WHAT a shameful state of affairs when some of society’s most vulnerable people are packaged up as a list of care needs and put out to tender. Welcome to the new world of market-driven social care.
Emma Knight was horrified to discover that her brother James (pictured together, below), who was brain-damaged at birth, had become the subject of an online bidding process run by Devon county council after charity Guinness Care and Support decided to close Bystock Court, the residential home in Exeter which has been his home for 28 years.
She was tipped off by a care home owner who identified James from the very personal details – including a full assessment of his mental and physical health, medication, care needs and behaviours – supposedly posted anonymously online under “Mr K, a 45-year-old white British man, with a learning disability”. His and the private details of other vulnerable adults are posted on a “brokerage” site, accessible to care providers, so that they can put in a competitive bid for people they might want for their homes or accommodation. Bidders are advised how much financial support might be expected from the local authority (in James’s case £500 a week) and given a deadline for tender.

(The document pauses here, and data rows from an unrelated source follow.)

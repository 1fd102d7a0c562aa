use std::cell::RefCell;
use std::collections::HashMap;
use std::fs;
use std::rc::Rc;

use galaxy_flight_duration::config::{FleetSpeeds, PlayerSettings, ServerMetadata, ShipSlot};
use galaxy_flight_duration::core::{ClockTime, Coordinate};
use galaxy_flight_duration::distance::{DistanceHighlight, IgnoredSystems};
use galaxy_flight_duration::flight::{
    FleetSpeedType, FlightError, SpeedModifier, TripDirective, flight_seconds, format_duration,
};
use galaxy_flight_duration::overlay::{
    BuiltinLocale, Catalog, Emphasis, GalaxyView, Localizer, NameForm, NavigationWatcher,
    OverlayError, OverlayInputs, RecomputeTrigger, ShipWarning, SignalHub, TextKey,
    describe_difference, fleet_table, recompute,
};
use galaxy_flight_duration::ships::{ShipClass, ShipSpeedCache, StaticFleetTable};

fn server() -> ServerMetadata {
    ServerMetadata {
        galaxy_count: 9,
        fleet_speed: FleetSpeeds {
            peaceful: 3,
            war: 2,
            holding: 1,
        },
        donut_galaxy: true,
        donut_system: true,
        ignore_empty_systems: false,
        ignore_inactive_systems: false,
    }
}

fn origin() -> Coordinate {
    Coordinate::new(1, 100, 8)
}

fn inputs<'a>(
    server: &'a ServerMetadata,
    settings: &'a PlayerSettings,
    view: GalaxyView,
) -> OverlayInputs<'a> {
    OverlayInputs {
        server,
        origin: origin(),
        view,
        settings,
        general_class: false,
        ignored: None,
        now: Some(ClockTime::new(10, 0, 0).expect("clock")),
        day_marker: Some("day-1"),
    }
}

fn refreshed_cache(marker: &str) -> ShipSpeedCache {
    let table: HashMap<String, u32> = ShipClass::ALL
        .into_iter()
        .map(|ship| (ship.id().to_string(), ship.base_speed()))
        .collect();
    let mut cache = ShipSpeedCache::new();
    cache.refresh_if_stale(marker, &StaticFleetTable(table));
    cache
}

const NEXT_SYSTEM: GalaxyView = GalaxyView {
    galaxy: 1,
    system: 101,
};

#[test]
fn default_settings_render_three_light_fighters() {
    let server = server();
    let settings = PlayerSettings::default();
    let model = recompute(
        RecomputeTrigger::InitialLoad,
        &inputs(&server, &settings, NEXT_SYSTEM),
        &ShipSpeedCache::new(),
        &BuiltinLocale::English,
    )
    .expect("model");

    let expected = flight_seconds(1, 2795, 12500, SpeedModifier::FULL, 2).expect("seconds");
    assert_eq!(model.distance.report.distance, 2795);
    assert_eq!(model.distance.highlight, DistanceHighlight::Normal);
    assert!(model.distance.title.starts_with("Distance:  2795"));
    assert_eq!(model.fleet_speed.kind, FleetSpeedType::War);
    assert_eq!(model.fleet_speed.multiplier, 2);
    assert_eq!(model.directive, TripDirective::OneWay);
    assert_eq!(model.speed_modifier.percent, 100);
    assert!(!model.wants_clock_ticks);

    assert_eq!(model.ships.len(), 3);
    for (line, slot) in model.ships.iter().zip(ShipSlot::ALL) {
        assert_eq!(line.slot, Some(slot));
        assert_eq!(line.ship, ShipClass::LightFighter);
        assert_eq!(line.label, "LF");
        assert_eq!(line.seconds, expected);
        assert_eq!(line.briefing, format_duration(expected));
        assert_eq!(line.emphasis, Emphasis::Primary);
        assert_eq!(line.warning, Some(ShipWarning::SpeedNeverRefreshed));
    }
}

#[test]
fn destination_position_is_always_sixteen() {
    let server = server();
    let settings = PlayerSettings::default();
    let same_system = GalaxyView {
        galaxy: 1,
        system: 100,
    };
    let model = recompute(
        RecomputeTrigger::GalaxyNavigated,
        &inputs(&server, &settings, same_system),
        &ShipSpeedCache::new(),
        &BuiltinLocale::English,
    )
    .expect("model");
    assert_eq!(model.distance.report.raw.p, 8);
    assert_eq!(model.distance.report.distance, 1000 + 5 * 8);
}

#[test]
fn ignored_systems_apply_only_when_server_allows() {
    let mut server = server();
    let settings = PlayerSettings::default();
    let far = GalaxyView {
        galaxy: 1,
        system: 110,
    };
    let mut overlay = inputs(&server, &settings, far);
    overlay.ignored = Some(IgnoredSystems {
        empty: 2,
        inactive: 1,
    });
    let cache = ShipSpeedCache::new();

    let model = recompute(RecomputeTrigger::InitialLoad, &overlay, &cache, &BuiltinLocale::English)
        .expect("model");
    assert_eq!(model.distance.report.ignored, None);
    assert_eq!(model.distance.report.distance, 2700 + 95 * 10);

    server.ignore_inactive_systems = true;
    let mut overlay = inputs(&server, &settings, far);
    overlay.ignored = Some(IgnoredSystems {
        empty: 2,
        inactive: 1,
    });
    let model = recompute(RecomputeTrigger::InitialLoad, &overlay, &cache, &BuiltinLocale::English)
        .expect("model");
    assert_eq!(model.distance.report.distance, 2700 + 95 * 7);
    assert_eq!(model.distance.highlight, DistanceHighlight::Reduced);
    assert_eq!(
        describe_difference(&model.distance.report, &BuiltinLocale::English),
        "7 (10) systems"
    );
    assert!(model.distance.title.contains("(empty/inactive):  3  (2 / 1)"));
}

#[test]
fn absolute_directives_need_the_clock() {
    let server = server();
    let mut settings = PlayerSettings::default();
    settings.briefing = 2;
    let cache = refreshed_cache("day-1");

    let overlay = inputs(&server, &settings, NEXT_SYSTEM);
    let model = recompute(RecomputeTrigger::ClockTick, &overlay, &cache, &BuiltinLocale::English)
        .expect("model");
    assert_eq!(model.directive, TripDirective::Arrival);
    assert!(model.wants_clock_ticks);
    let line = &model.ships[0];
    assert_eq!(line.warning, None);
    assert_eq!(line.briefing.len(), "HH:MM:SS".len());
    assert!(line.briefing.starts_with("10:"));

    let mut without_clock = overlay.clone();
    without_clock.now = None;
    let err = recompute(
        RecomputeTrigger::ClockTick,
        &without_clock,
        &cache,
        &BuiltinLocale::English,
    )
    .expect_err("clock required");
    assert!(matches!(err, OverlayError::Flight(FlightError::MissingClock)));
}

#[test]
fn round_trips_are_muted() {
    let server = server();
    let mut settings = PlayerSettings::default();
    settings.briefing = 1;
    settings.select_ship(ShipSlot::Second, ShipClass::Deathstar);
    let model = recompute(
        RecomputeTrigger::SettingChanged,
        &inputs(&server, &settings, NEXT_SYSTEM),
        &refreshed_cache("day-1"),
        &BuiltinLocale::English,
    )
    .expect("model");
    assert!(model.ships.iter().all(|line| line.emphasis == Emphasis::Muted));
    assert_eq!(model.ships[1].ship, ShipClass::Deathstar);
    assert!(model.ships[1].seconds > model.ships[0].seconds);
    assert!(model.ships[1].title.contains("Deathstar"));
}

#[test]
fn stale_speeds_are_flagged() {
    let server = server();
    let settings = PlayerSettings::default();
    let mut overlay = inputs(&server, &settings, NEXT_SYSTEM);
    overlay.day_marker = Some("day-2");
    let model = recompute(
        RecomputeTrigger::InitialLoad,
        &overlay,
        &refreshed_cache("day-1"),
        &BuiltinLocale::English,
    )
    .expect("model");
    assert_eq!(model.ships[0].warning, Some(ShipWarning::SpeedStale));
}

#[test]
fn fleet_table_lists_every_ship_class() {
    let server = server();
    let settings = PlayerSettings::default();
    let lines = fleet_table(
        &inputs(&server, &settings, NEXT_SYSTEM),
        &ShipSpeedCache::new(),
        &BuiltinLocale::German,
    )
    .expect("table");
    assert_eq!(lines.len(), ShipClass::ALL.len());
    assert!(lines.iter().all(|line| line.slot.is_none()));
    assert_eq!(lines[10].label, "KT");
}

#[test]
fn invalid_server_metadata_is_reported() {
    let mut server = server();
    server.fleet_speed.war = 0;
    let settings = PlayerSettings::default();
    let result = recompute(
        RecomputeTrigger::InitialLoad,
        &inputs(&server, &settings, NEXT_SYSTEM),
        &ShipSpeedCache::new(),
        &BuiltinLocale::English,
    );
    assert!(matches!(result, Err(OverlayError::Server(_))));
}

#[test]
fn locales_fall_back_to_english() {
    assert_eq!(BuiltinLocale::for_language("DE").text(TextKey::Distance), "Entfernung");
    assert_eq!(BuiltinLocale::for_language("it"), BuiltinLocale::Italian);
    assert_eq!(BuiltinLocale::for_language("si").text(TextKey::Distance), "Razdalja");
    assert_eq!(
        BuiltinLocale::for_language("br").ship_name(ShipClass::Deathstar, NameForm::Short),
        "EdM"
    );
    assert_eq!(
        BuiltinLocale::for_language("fr").text(TextKey::CoordsDifference),
        "Différence de position"
    );
    assert_eq!(BuiltinLocale::for_language("es").text(TextKey::Distance), "Distance");

    let dir = tempfile::tempdir().expect("tempdir");
    let path = dir.path().join("catalog.yaml");
    fs::write(
        &path,
        concat!(
            "texts:\n  distance: Distanza\n",
            "ships:\n  lightFighter:\n    full: Caccia Leggero\n    short: CL\n",
        ),
    )
    .expect("write");
    let catalog = Catalog::load(&path).expect("catalog");
    assert_eq!(catalog.text(TextKey::Distance), "Distanza");
    assert_eq!(catalog.text(TextKey::Speed), "Speed");
    assert_eq!(catalog.ship_name(ShipClass::LightFighter, NameForm::Short), "CL");
    assert_eq!(catalog.ship_name(ShipClass::Cruiser, NameForm::Full), "Cruiser");
}

#[test]
fn signal_hub_drives_recompute() {
    let server = server();
    let mut settings = PlayerSettings::default();
    settings.briefing = 3;
    let cache = ShipSpeedCache::new();

    let triggers = Rc::new(RefCell::new(Vec::new()));
    let mut hub = SignalHub::new();
    let sink = Rc::clone(&triggers);
    hub.subscribe(move |trigger| sink.borrow_mut().push(trigger));

    let mut watcher = NavigationWatcher::new();
    for loading in [true, false] {
        if let Some(trigger) = watcher.observe(loading) {
            hub.emit(trigger);
        }
    }
    assert_eq!(*triggers.borrow(), vec![RecomputeTrigger::GalaxyNavigated]);

    let model = recompute(
        triggers.borrow()[0],
        &inputs(&server, &settings, NEXT_SYSTEM),
        &cache,
        &BuiltinLocale::English,
    )
    .expect("model");
    hub.set_clock_ticks(model.wants_clock_ticks);
    assert_eq!(hub.emit(RecomputeTrigger::ClockTick), 1);
    assert_eq!(triggers.borrow().len(), 2);
}
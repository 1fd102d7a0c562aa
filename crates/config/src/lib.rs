//! Configuration models and loaders for the Galaxy Flight Duration calculator.

use std::fs::File;
use std::path::Path;

use serde::Deserialize;
use thiserror::Error;

pub mod server;
pub mod settings;

pub use server::{FleetSpeeds, ServerMetadata};
pub use settings::{PlayerSettings, SETTINGS_VERSION, Setting, ShipSlot};

/// Errors that can occur while loading configuration files.
#[derive(Debug, Error)]
pub enum ConfigError {
    #[error("failed to read configuration: {0}")]
    Io(#[from] std::io::Error),
    #[error("failed to parse YAML: {0}")]
    Parse(#[from] serde_yaml::Error),
    #[error("failed to parse TOML: {0}")]
    Toml(#[from] toml::de::Error),
    #[error("failed to parse JSON: {0}")]
    Json(#[from] serde_json::Error),
    #[error("invalid configuration: {0}")]
    Invalid(String),
}

/// Load a single document, picking the format from the file extension:
/// `.toml`, `.json`, anything else is read as YAML.
pub fn load_document<T, P>(path: P) -> Result<T, ConfigError>
where
    T: for<'de> Deserialize<'de>,
    P: AsRef<Path>,
{
    let path = path.as_ref();
    match path.extension().and_then(|ext| ext.to_str()) {
        Some("toml") => {
            let contents = std::fs::read_to_string(path)?;
            Ok(toml::from_str(&contents)?)
        }
        Some("json") => {
            let reader = File::open(path)?;
            Ok(serde_json::from_reader(reader)?)
        }
        _ => {
            let reader = File::open(path)?;
            Ok(serde_yaml::from_reader(reader)?)
        }
    }
}

/// Load and validate server metadata.
pub fn load_server_metadata<P: AsRef<Path>>(path: P) -> Result<ServerMetadata, ConfigError> {
    let metadata: ServerMetadata = load_document(path)?;
    metadata.validate()?;
    Ok(metadata)
}
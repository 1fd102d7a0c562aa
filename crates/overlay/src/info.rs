//! Plain-text dump of stored speeds and universe settings.

use gfd_config::ServerMetadata;
use gfd_ships::ShipSpeedCache;

use crate::locale::{Localizer, NameForm, TextKey};

/// Saved ship speeds with their last update, followed by the universe
/// settings the calculator uses.
pub fn info_summary(
    server: &ServerMetadata,
    cache: &ShipSpeedCache,
    locale: &dyn Localizer,
) -> String {
    let mut out = format!(
        "{} ({}):\n",
        locale.text(TextKey::SavedSpeeds),
        cache.last_refreshed_marker().unwrap_or("-")
    );
    for record in cache.records() {
        out.push_str(&format!(
            "  {}: {}\n",
            locale.ship_name(record.ship, NameForm::Full),
            record.speed
        ));
    }

    let flag = |on: bool| u8::from(on);
    out.push_str(&format!("\n{}:\n", locale.text(TextKey::UniverseSettings)));
    out.push_str(&format!(
        "  {}: {}/{}/{}\n",
        locale.text(TextKey::FleetSpeeds),
        server.fleet_speed.peaceful,
        server.fleet_speed.war,
        server.fleet_speed.holding
    ));
    out.push_str(&format!(
        "  {}: {}/{}\n",
        locale.text(TextKey::Donut),
        flag(server.donut_galaxy),
        flag(server.donut_system)
    ));
    out.push_str(&format!(
        "  {}: {}\n",
        locale.text(TextKey::GalaxyCount),
        server.galaxy_count
    ));
    out.push_str(&format!(
        "  {}: {}/{}\n",
        locale.text(TextKey::IgnoreSystemsSetting),
        flag(server.ignore_empty_systems),
        flag(server.ignore_inactive_systems)
    ));
    out
}
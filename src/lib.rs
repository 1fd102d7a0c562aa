//! Galaxy flight duration calculator.
//!
//! The workspace crates are re-exported here so front-ends and integration
//! tests depend on a single library: coordinates and clock types in
//! [`core`], distances in [`distance`], the flight formula in [`flight`],
//! the ship speed cache in [`ships`], server metadata and player settings in
//! [`config`], the overlay render model in [`overlay`] and CSV/JSON output
//! in [`export`].

pub use gfd_config as config;
pub use gfd_core as core;
pub use gfd_distance as distance;
pub use gfd_export as export;
pub use gfd_flight as flight;
pub use gfd_overlay as overlay;
pub use gfd_ships as ships;

/// Returns the version of the library for smoke tests.
pub fn version() -> &'static str {
    env!("CARGO_PKG_VERSION")
}
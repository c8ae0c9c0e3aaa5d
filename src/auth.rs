use axum::body::Body;
use axum::extract::Request;
use axum::http::{HeaderMap, StatusCode};
use axum::middleware::Next;
use axum::response::{IntoResponse, Response};
use axum::Json;
use hmac::{Hmac, Mac};
use serde_json::json;
use sha2::Sha256;
use tracing::error;

use crate::config::CONFIG;

type HmacSha256 = Hmac<Sha256>;

pub const SIGNATURE_HEADER: &str = "x-worker-signature";

const MAX_BODY_BYTES: usize = 2 * 1024 * 1024;

/// HMAC-SHA256 over the exact serialized request body, hex-encoded.
pub fn compute_worker_signature(body: &[u8], secret: &str) -> String {
    let mut mac = HmacSha256::new_from_slice(secret.as_bytes())
        .unwrap_or_else(|_| unreachable!("HMAC accepts keys of any length"));
    mac.update(body);
    hex::encode(mac.finalize().into_bytes())
}

/// Constant-time signature check via `Mac::verify_slice`. Anything that is
/// not well-formed hex of the right width is a clean false, never an error.
pub fn verify_worker_signature(body: &[u8], secret: &str, provided: &str) -> bool {
    let decoded = match hex::decode(provided) {
        Ok(bytes) => bytes,
        Err(_) => return false,
    };
    if decoded.len() != 32 {
        return false;
    }
    let mut mac = HmacSha256::new_from_slice(secret.as_bytes())
        .unwrap_or_else(|_| unreachable!("HMAC accepts keys of any length"));
    mac.update(body);
    mac.verify_slice(&decoded).is_ok()
}

/// Pulls the signature out of the request. The dedicated header wins over the
/// bearer-token form when both are present.
pub fn extract_signature(headers: &HeaderMap) -> Option<String> {
    if let Some(value) = headers.get(SIGNATURE_HEADER) {
        return value.to_str().ok().map(|s| s.trim().to_string());
    }
    headers
        .get(axum::http::header::AUTHORIZATION)
        .and_then(|v| v.to_str().ok())
        .and_then(|v| v.strip_prefix("Bearer "))
        .map(|s| s.trim().to_string())
}

/// axum layer for the signed routes. Buffers the body, verifies the HMAC,
/// then hands an identical request to the inner handler.
pub async fn require_signature(req: Request, next: Next) -> Response {
    let secret = CONFIG.shared_secret.as_str();
    if secret.is_empty() {
        error!("WORKER_SHARED_SECRET is not configured");
        return auth_error(
            StatusCode::INTERNAL_SERVER_ERROR,
            "worker shared secret is not configured",
        );
    }

    let provided = match extract_signature(req.headers()) {
        Some(sig) => sig,
        None => return auth_error(StatusCode::UNAUTHORIZED, "missing request signature"),
    };

    let (parts, body) = req.into_parts();
    let bytes = match axum::body::to_bytes(body, MAX_BODY_BYTES).await {
        Ok(bytes) => bytes,
        Err(_) => return auth_error(StatusCode::BAD_REQUEST, "unreadable request body"),
    };

    if !verify_worker_signature(&bytes, secret, &provided) {
        return auth_error(StatusCode::FORBIDDEN, "invalid request signature");
    }

    let req = Request::from_parts(parts, Body::from(bytes));
    next.run(req).await
}

fn auth_error(status: StatusCode, message: &str) -> Response {
    (status, Json(json!({ "error": message }))).into_response()
}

Emma subsequently learnt that there was only one “bid” for James – who has a mental age of three and also has autism and epilepsy – and that was totally unsuitable.
A crude exercise to minimise costs
Alerted by the Eye, the Information Commissioner’s Office is now looking to see whether Devon council has breached James’s rights to privacy under the Data Protection Act. But his plight also raises other serious concerns – not least whether what looks like little more than a crude exercise to minimise costs by searching for the most “competitive” (ie cheapest) bids will compromise care and safety.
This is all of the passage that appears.